§ Assigned task: Reproduce only the top of the records, down to and including the line containing "pub struct Profile".

§ Task inputs:
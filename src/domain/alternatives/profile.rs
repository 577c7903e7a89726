//! Profile - the marks an alternative receives, one per criterion.

use serde::{Deserialize, Serialize};
use std::collections::HashSet;

use crate::domain::criteria::{Criterion, Mark};
use crate::domain::foundation::{AlternativeId, CriterionId, EngineError, MarkId};

/// Assignment of one mark to an (alternative, criterion) pair.
#[derive(Debug, Clone, Copy, PartialEq, Eq, Hash, Serialize, Deserialize)]
pub struct Vector {
    pub criterion_id: CriterionId,
    pub mark_id: MarkId,
}

/// All vectors of one alternative.
#[derive(Debug, Clone, PartialEq, Eq, Serialize, Deserialize)]
pub struct Profile {
    pub alternative_id: AlternativeId,
    pub vectors: Vec<Vector>,
}

impl Profile {
    /// Creates an empty profile.
    pub fn empty(alternative_id: AlternativeId) -> Self {
        Self {
            alternative_id,
            vectors: Vec::new(),
        }
    }

    /// Builds a profile from the chosen marks.
    ///
    /// Each mark must sit on a different criterion; two marks on the same
    /// criterion are rejected.
    pub fn from_marks(alternative_id: AlternativeId, marks: &[&Mark]) -> Result<Self, EngineError> {
        let mut seen = HashSet::new();
        let mut vectors = Vec::with_capacity(marks.len());
        for mark in marks {
            if !seen.insert(mark.criterion_id) {
                return Err(EngineError::DuplicateCriterion(mark.criterion_id));
            }
            vectors.push(Vector {
                criterion_id: mark.criterion_id,
                mark_id: mark.id,
            });
        }
        Ok(Self {
            alternative_id,
            vectors,
        })
    }

    /// Returns the mark chosen for a criterion.
    pub fn mark_for(&self, criterion_id: &CriterionId) -> Option<MarkId> {
        self.vectors
            .iter()
            .find(|v| &v.criterion_id == criterion_id)
            .map(|v| v.mark_id)
    }

    /// Criteria that have no mark in this profile.
    pub fn missing_criteria<'a>(&self, criteria: &'a [Criterion]) -> Vec<&'a Criterion> {
        criteria
            .iter()
            .filter(|c| self.mark_for(&c.id).is_none())
            .collect()
    }

    /// A profile is complete when it covers every criterion.
    pub fn is_complete(&self, criteria: &[Criterion]) -> bool {
        self.missing_criteria(criteria).is_empty()
    }

    /// Removes vectors that point at any of the given marks.
    pub fn drop_marks(&mut self, marks: &[MarkId]) {
        self.vectors.retain(|v| !marks.contains(&v.mark_id));
    }
}

#[cfg(test)]
mod tests {
    use super::*;
    use crate::domain::criteria::CriterionKind;

    fn criterion(name: &str) -> Criterion {
        Criterion::new(name, 1, CriterionKind::Quantitative).unwrap()
    }

    #[test]
    fn profile_from_marks_maps_each_criterion() {
        let price = criterion("Price");
        let range = criterion("Range");
        let cheap = Mark::new(price.id, "cheap", 10);
        let far = Mark::new(range.id, "far", 500);
        let alt = AlternativeId::new();

        let profile = Profile::from_marks(alt, &[&cheap, &far]).unwrap();
        assert_eq!(profile.mark_for(&price.id), Some(cheap.id));
        assert_eq!(profile.mark_for(&range.id), Some(far.id));
        assert!(profile.is_complete(&[price, range]));
    }

    #[test]
    fn two_marks_on_one_criterion_are_rejected() {
        let price = criterion("Price");
        let a = Mark::new(price.id, "a", 1);
        let b = Mark::new(price.id, "b", 2);
        let err = Profile::from_marks(AlternativeId::new(), &[&a, &b]).unwrap_err();
        assert!(matches!(err, EngineError::DuplicateCriterion(id) if id == price.id));
    }

    #[test]
    fn partial_profile_reports_missing_criteria() {
        let price = criterion("Price");
        let range = criterion("Range");
        let cheap = Mark::new(price.id, "cheap", 10);
        let profile = Profile::from_marks(AlternativeId::new(), &[&cheap]).unwrap();

        let criteria = vec![price, range.clone()];
        let missing = profile.missing_criteria(&criteria);
        assert_eq!(missing.len(), 1);
        assert_eq!(missing[0].id, range.id);
        assert!(!profile.is_complete(&criteria));
    }

    #[test]
    fn drop_marks_removes_vectors() {
        let price = criterion("Price");
        let cheap = Mark::new(price.id, "cheap", 10);
        let mut profile = Profile::from_marks(AlternativeId::new(), &[&cheap]).unwrap();
        profile.drop_marks(&[cheap.id]);
        assert!(profile.vectors.is_empty());
    }
}
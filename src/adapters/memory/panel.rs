//! In-memory decision maker and peer comparison repositories.

use async_trait::async_trait;
use std::collections::HashMap;
use std::sync::Arc;
use tokio::sync::RwLock;

use crate::domain::foundation::{DecisionMakerId, DomainError};
use crate::domain::panel::{DecisionMaker, DecisionMakerPriority, PeerComparison};
use crate::ports::{DecisionMakerRepository, PeerComparisonRepository};

/// In-memory storage for decision makers.
#[derive(Debug, Clone, Default)]
pub struct InMemoryDecisionMakerRepository {
    decision_makers: Arc<RwLock<Vec<DecisionMaker>>>,
}

impl InMemoryDecisionMakerRepository {
    pub fn new() -> Self {
        Self::default()
    }
}

#[async_trait]
impl DecisionMakerRepository for InMemoryDecisionMakerRepository {
    async fn save(&self, decision_maker: &DecisionMaker) -> Result<(), DomainError> {
        let mut decision_makers = self.decision_makers.write().await;
        match decision_makers.iter_mut().find(|d| d.id == decision_maker.id) {
            Some(existing) => *existing = decision_maker.clone(),
            None => decision_makers.push(decision_maker.clone()),
        }
        Ok(())
    }

    async fn find_by_id(&self, id: &DecisionMakerId) -> Result<Option<DecisionMaker>, DomainError> {
        Ok(self
            .decision_makers
            .read()
            .await
            .iter()
            .find(|d| &d.id == id)
            .cloned())
    }

    async fn list(&self) -> Result<Vec<DecisionMaker>, DomainError> {
        Ok(self.decision_makers.read().await.clone())
    }

    async fn replace_priorities(&self, priorities: &[DecisionMakerPriority]) -> Result<(), DomainError> {
        let by_id: HashMap<DecisionMakerId, i64> = priorities
            .iter()
            .map(|p| (p.decision_maker_id, p.priority))
            .collect();
        for decision_maker in self.decision_makers.write().await.iter_mut() {
            decision_maker.priority = by_id.get(&decision_maker.id).copied();
        }
        Ok(())
    }

    async fn delete(&self, id: &DecisionMakerId) -> Result<(), DomainError> {
        self.decision_makers.write().await.retain(|d| &d.id != id);
        Ok(())
    }
}

/// In-memory storage for peer comparisons, keyed by (master, target).
#[derive(Debug, Clone, Default)]
pub struct InMemoryPeerComparisonRepository {
    comparisons: Arc<RwLock<Vec<PeerComparison>>>,
}

impl InMemoryPeerComparisonRepository {
    pub fn new() -> Self {
        Self::default()
    }
}

#[async_trait]
impl PeerComparisonRepository for InMemoryPeerComparisonRepository {
    async fn save(&self, comparison: &PeerComparison) -> Result<(), DomainError> {
        let mut comparisons = self.comparisons.write().await;
        match comparisons
            .iter_mut()
            .find(|c| c.master == comparison.master && c.target == comparison.target)
        {
            Some(existing) => *existing = *comparison,
            None => comparisons.push(*comparison),
        }
        Ok(())
    }

    async fn list(&self) -> Result<Vec<PeerComparison>, DomainError> {
        Ok(self.comparisons.read().await.clone())
    }

    async fn delete_by_decision_maker(&self, id: &DecisionMakerId) -> Result<(), DomainError> {
        self.comparisons
            .write()
            .await
            .retain(|c| &c.master != id && &c.target != id);
        Ok(())
    }
}
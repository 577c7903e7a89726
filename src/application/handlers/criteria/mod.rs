//! Criteria command handlers.

mod add_mark;
mod normalize_criterion;
mod rank_criteria;
mod register_criterion;
mod remove_criterion;
mod set_direction;
mod update_mark;

pub use add_mark::{AddMarkCommand, AddMarkHandler};
pub use normalize_criterion::{NormalizeCriterionCommand, NormalizeCriterionHandler};
pub use rank_criteria::{RankCriteriaCommand, RankCriteriaHandler};
pub use register_criterion::{RegisterCriterionCommand, RegisterCriterionHandler};
pub use remove_criterion::{RemoveCriterionCommand, RemoveCriterionHandler};
pub use set_direction::{SetDirectionCommand, SetDirectionHandler};
pub use update_mark::{UpdateMarkCommand, UpdateMarkHandler, UpdateMarkResult};
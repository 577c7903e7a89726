//! UTC instants attached to events and stored results.

use chrono::{DateTime, Utc};
use serde::{Deserialize, Serialize};

/// A UTC instant. Serializes as an RFC 3339 string.
#[derive(Debug, Clone, Copy, PartialEq, Eq, PartialOrd, Ord, Serialize, Deserialize)]
#[serde(transparent)]
pub struct Timestamp(DateTime<Utc>);

impl Timestamp {
    pub fn now() -> Self {
        Self(Utc::now())
    }

    pub fn as_datetime(&self) -> &DateTime<Utc> {
        &self.0
    }
}

impl Default for Timestamp {
    fn default() -> Self {
        Self::now()
    }
}

#[cfg(test)]
mod tests {
    use super::*;

    #[test]
    fn later_instants_compare_greater() {
        let earlier = Timestamp::now();
        let later = Timestamp::now();
        assert!(earlier <= later);
    }

    #[test]
    fn serializes_as_rfc3339_string() {
        let ts: Timestamp = serde_json::from_str("\"2026-03-01T08:00:00Z\"").unwrap();
        assert_eq!(ts.as_datetime().to_rfc3339(), "2026-03-01T08:00:00+00:00");
        assert_eq!(serde_json::to_string(&ts).unwrap(), "\"2026-03-01T08:00:00Z\"");
    }
}
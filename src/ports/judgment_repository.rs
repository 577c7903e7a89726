//! Judgment repository port.
//!
//! The only write path for a non-reflexive judgment is [`JudgmentRepository::record`],
//! which receives both directions together.

use async_trait::async_trait;

use crate::domain::foundation::{AlternativeId, DecisionMakerId, DomainError};
use crate::domain::judgment::{Judgment, JudgmentPair};

/// Repository port for pairwise alternative judgments.
#[async_trait]
pub trait JudgmentRepository: Send + Sync {
    /// Upsert a judgment and its inverse in one write.
    async fn record(&self, pair: &JudgmentPair) -> Result<(), DomainError>;

    /// Upsert every pair and its inverse in one write.
    ///
    /// Either all pairs are stored or, on error, none are.
    async fn record_all(&self, pairs: &[JudgmentPair]) -> Result<(), DomainError>;

    /// Store the `(A, A) = Equal` entry.
    async fn seed_reflexive(&self, judgment: &Judgment) -> Result<(), DomainError>;

    /// All entries of one decision maker.
    async fn find_by_decision_maker(&self, id: &DecisionMakerId) -> Result<Vec<Judgment>, DomainError>;

    /// Delete every entry naming the alternative, for all decision makers.
    async fn delete_by_alternative(&self, id: &AlternativeId) -> Result<(), DomainError>;

    /// Delete every entry of a decision maker.
    async fn delete_by_decision_maker(&self, id: &DecisionMakerId) -> Result<(), DomainError>;
}
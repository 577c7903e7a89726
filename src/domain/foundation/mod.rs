//! Foundation module - Shared domain primitives.
//!
//! Contains value objects, identifiers, events and error types
//! that form the vocabulary of the decision engine.

mod command;
mod engine_error;
mod errors;
mod events;
mod ids;
mod percentage;
mod timestamp;

pub use command::CommandMetadata;
pub use engine_error::EngineError;
pub use errors::{DomainError, ErrorCode, ValidationError};
pub use events::{
    domain_event, DomainEvent, EventEnvelope, EventId, EventMetadata, SerializableDomainEvent,
};
pub use ids::{AlternativeId, CriterionId, DecisionMakerId, MarkId};
pub use percentage::Percentage;
pub use timestamp::Timestamp;
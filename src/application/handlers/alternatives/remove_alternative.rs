//! RemoveAlternativeHandler - deletes an alternative and everything naming it.

use std::sync::Arc;

use tracing::info;

use crate::domain::foundation::{AlternativeId, CommandMetadata, EngineError};
use crate::ports::{AlternativeRepository, JudgmentRepository, ProfileRepository, ResultRepository};

/// Command to remove an alternative.
#[derive(Debug, Clone)]
pub struct RemoveAlternativeCommand {
    pub alternative_id: AlternativeId,
}

/// Handler for removing alternatives.
///
/// Removes the profile, every judgment naming the alternative for all
/// decision makers, and its cached results.
pub struct RemoveAlternativeHandler {
    alternatives: Arc<dyn AlternativeRepository>,
    profiles: Arc<dyn ProfileRepository>,
    judgments: Arc<dyn JudgmentRepository>,
    results: Arc<dyn ResultRepository>,
}

impl RemoveAlternativeHandler {
    pub fn new(
        alternatives: Arc<dyn AlternativeRepository>,
        profiles: Arc<dyn ProfileRepository>,
        judgments: Arc<dyn JudgmentRepository>,
        results: Arc<dyn ResultRepository>,
    ) -> Self {
        Self {
            alternatives,
            profiles,
            judgments,
            results,
        }
    }

    pub async fn handle(&self, cmd: RemoveAlternativeCommand, metadata: CommandMetadata) -> Result<(), EngineError> {
        if self.alternatives.find_by_id(&cmd.alternative_id).await?.is_none() {
            return Err(EngineError::UnknownAlternative(cmd.alternative_id));
        }

        self.judgments.delete_by_alternative(&cmd.alternative_id).await?;
        self.results.delete_by_alternative(&cmd.alternative_id).await?;
        self.profiles.delete_by_alternative(&cmd.alternative_id).await?;
        self.alternatives.delete(&cmd.alternative_id).await?;

        info!(
            alternative_id = %cmd.alternative_id,
            correlation_id = metadata.correlation_id(),
            "Alternative removed"
        );
        Ok(())
    }
}

#[cfg(test)]
mod tests {
    use super::*;
    use crate::application::handlers::test_support::TestContext;
    use crate::domain::alternatives::{Alternative, Profile};
    use crate::domain::analysis::AggregatedResult;
    use crate::domain::foundation::DecisionMakerId;
    use crate::domain::judgment::{JudgmentPair, Outcome};

    #[tokio::test]
    async fn cascades_to_profile_judgments_and_results() {
        let ctx = TestContext::new();
        let tram = Alternative::new("Tram").unwrap();
        let bus = Alternative::new("Bus").unwrap();
        ctx.repos.alternative_repository().save(&tram).await.unwrap();
        ctx.repos.alternative_repository().save(&bus).await.unwrap();
        ctx.repos.profile_repository().replace(&Profile::empty(tram.id)).await.unwrap();
        let dm = DecisionMakerId::new();
        ctx.repos
            .judgment_repository()
            .record(&JudgmentPair::new(dm, tram.id, bus.id, Outcome::Greater).unwrap())
            .await
            .unwrap();
        ctx.repos
            .result_repository()
            .replace_results(
                &dm,
                &[
                    AggregatedResult { decision_maker_id: dm, alternative_id: tram.id, weight: 1 },
                    AggregatedResult { decision_maker_id: dm, alternative_id: bus.id, weight: 0 },
                ],
            )
            .await
            .unwrap();

        let handler = RemoveAlternativeHandler::new(
            ctx.repos.alternative_repository(),
            ctx.repos.profile_repository(),
            ctx.repos.judgment_repository(),
            ctx.repos.result_repository(),
        );
        handler
            .handle(RemoveAlternativeCommand { alternative_id: tram.id }, CommandMetadata::test_fixture())
            .await
            .unwrap();

        assert_eq!(ctx.repos.alternative_repository().list().await.unwrap(), vec![bus.clone()]);
        assert!(ctx.repos.profile_repository().list().await.unwrap().is_empty());
        assert!(ctx.repos.judgment_repository().find_by_decision_maker(&dm).await.unwrap().is_empty());
        let results = ctx.repos.result_repository().list().await.unwrap();
        assert_eq!(results.len(), 1);
        assert_eq!(results[0].alternative_id, bus.id);
    }
}
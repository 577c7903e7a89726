//! Identifiers for the engine's entities.
//!
//! Each is a random v4 UUID behind its own newtype, so an alternative id
//! can never be passed where a criterion id is expected.

use serde::{Deserialize, Serialize};
use std::fmt;
use std::str::FromStr;
use uuid::Uuid;

macro_rules! uuid_id {
    ($(#[$meta:meta])* $name:ident) => {
        $(#[$meta])*
        #[derive(Debug, Clone, Copy, PartialEq, Eq, PartialOrd, Ord, Hash, Serialize, Deserialize)]
        #[serde(transparent)]
        pub struct $name(Uuid);

        impl $name {
            pub fn new() -> Self {
                Self(Uuid::new_v4())
            }
        }

        impl Default for $name {
            fn default() -> Self {
                Self::new()
            }
        }

        impl fmt::Display for $name {
            fn fmt(&self, f: &mut fmt::Formatter<'_>) -> fmt::Result {
                write!(f, "{}", self.0)
            }
        }

        impl FromStr for $name {
            type Err = uuid::Error;

            fn from_str(s: &str) -> Result<Self, Self::Err> {
                Ok(Self(Uuid::parse_str(s)?))
            }
        }
    };
}

uuid_id!(
    /// Unique identifier for an alternative being ranked.
    AlternativeId
);

uuid_id!(
    /// Unique identifier for an evaluation criterion.
    CriterionId
);

uuid_id!(
    /// Unique identifier for a mark on a criterion scale.
    MarkId
);

uuid_id!(
    /// Unique identifier for a decision maker.
    DecisionMakerId
);
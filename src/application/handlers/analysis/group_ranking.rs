//! GroupRankingHandler - combines stored priorities and Copeland results.

use std::collections::HashMap;
use std::sync::Arc;

use tracing::info;

use crate::domain::analysis::{GroupRanking, RankedAlternative};
use crate::domain::foundation::{AlternativeId, DecisionMakerId, EngineError};
use crate::ports::{AlternativeRepository, DecisionMakerRepository, ResultRepository};

/// Handler for the group ranking query.
///
/// Reads cached priorities and results; run scoring and priority
/// aggregation first for current values.
pub struct GroupRankingHandler {
    alternatives: Arc<dyn AlternativeRepository>,
    decision_makers: Arc<dyn DecisionMakerRepository>,
    results: Arc<dyn ResultRepository>,
}

impl GroupRankingHandler {
    pub fn new(
        alternatives: Arc<dyn AlternativeRepository>,
        decision_makers: Arc<dyn DecisionMakerRepository>,
        results: Arc<dyn ResultRepository>,
    ) -> Self {
        Self {
            alternatives,
            decision_makers,
            results,
        }
    }

    pub async fn handle(&self) -> Result<Vec<RankedAlternative>, EngineError> {
        let alternatives: Vec<AlternativeId> =
            self.alternatives.list().await?.iter().map(|a| a.id).collect();
        let priorities: HashMap<DecisionMakerId, i64> = self
            .decision_makers
            .list()
            .await?
            .iter()
            .filter_map(|dm| dm.priority.map(|p| (dm.id, p)))
            .collect();
        let results = self.results.list().await?;

        let ranking = GroupRanking::combine(&alternatives, &priorities, &results)?;
        info!(alternatives = ranking.len(), "Group ranking computed");
        Ok(ranking)
    }
}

§ Written answer:
filename src/domain/alternatives/profile.rs
repository 577c7903e7a89726
//! Profile - the marks an alternative receives, one per criterion.

use serde::{Deserialize, Serialize};
use std::collections::HashSet;

use crate::domain::criteria::{Criterion, Mark};
use crate::domain::foundation::{AlternativeId, CriterionId, EngineError, MarkId};

/// Assignment of one mark to an (alternative, criterion) pair.
#[derive(Debug, Clone, Copy, PartialEq, Eq, Hash, Serialize, Deserialize)]
pub struct Vector {
    pub criterion_id: CriterionId,
    pub mark_id: MarkId,
}

/// All vectors of one alternative.
#[derive(Debug, Clone, PartialEq, Eq, Serialize, Deserialize)]
pub struct Profile {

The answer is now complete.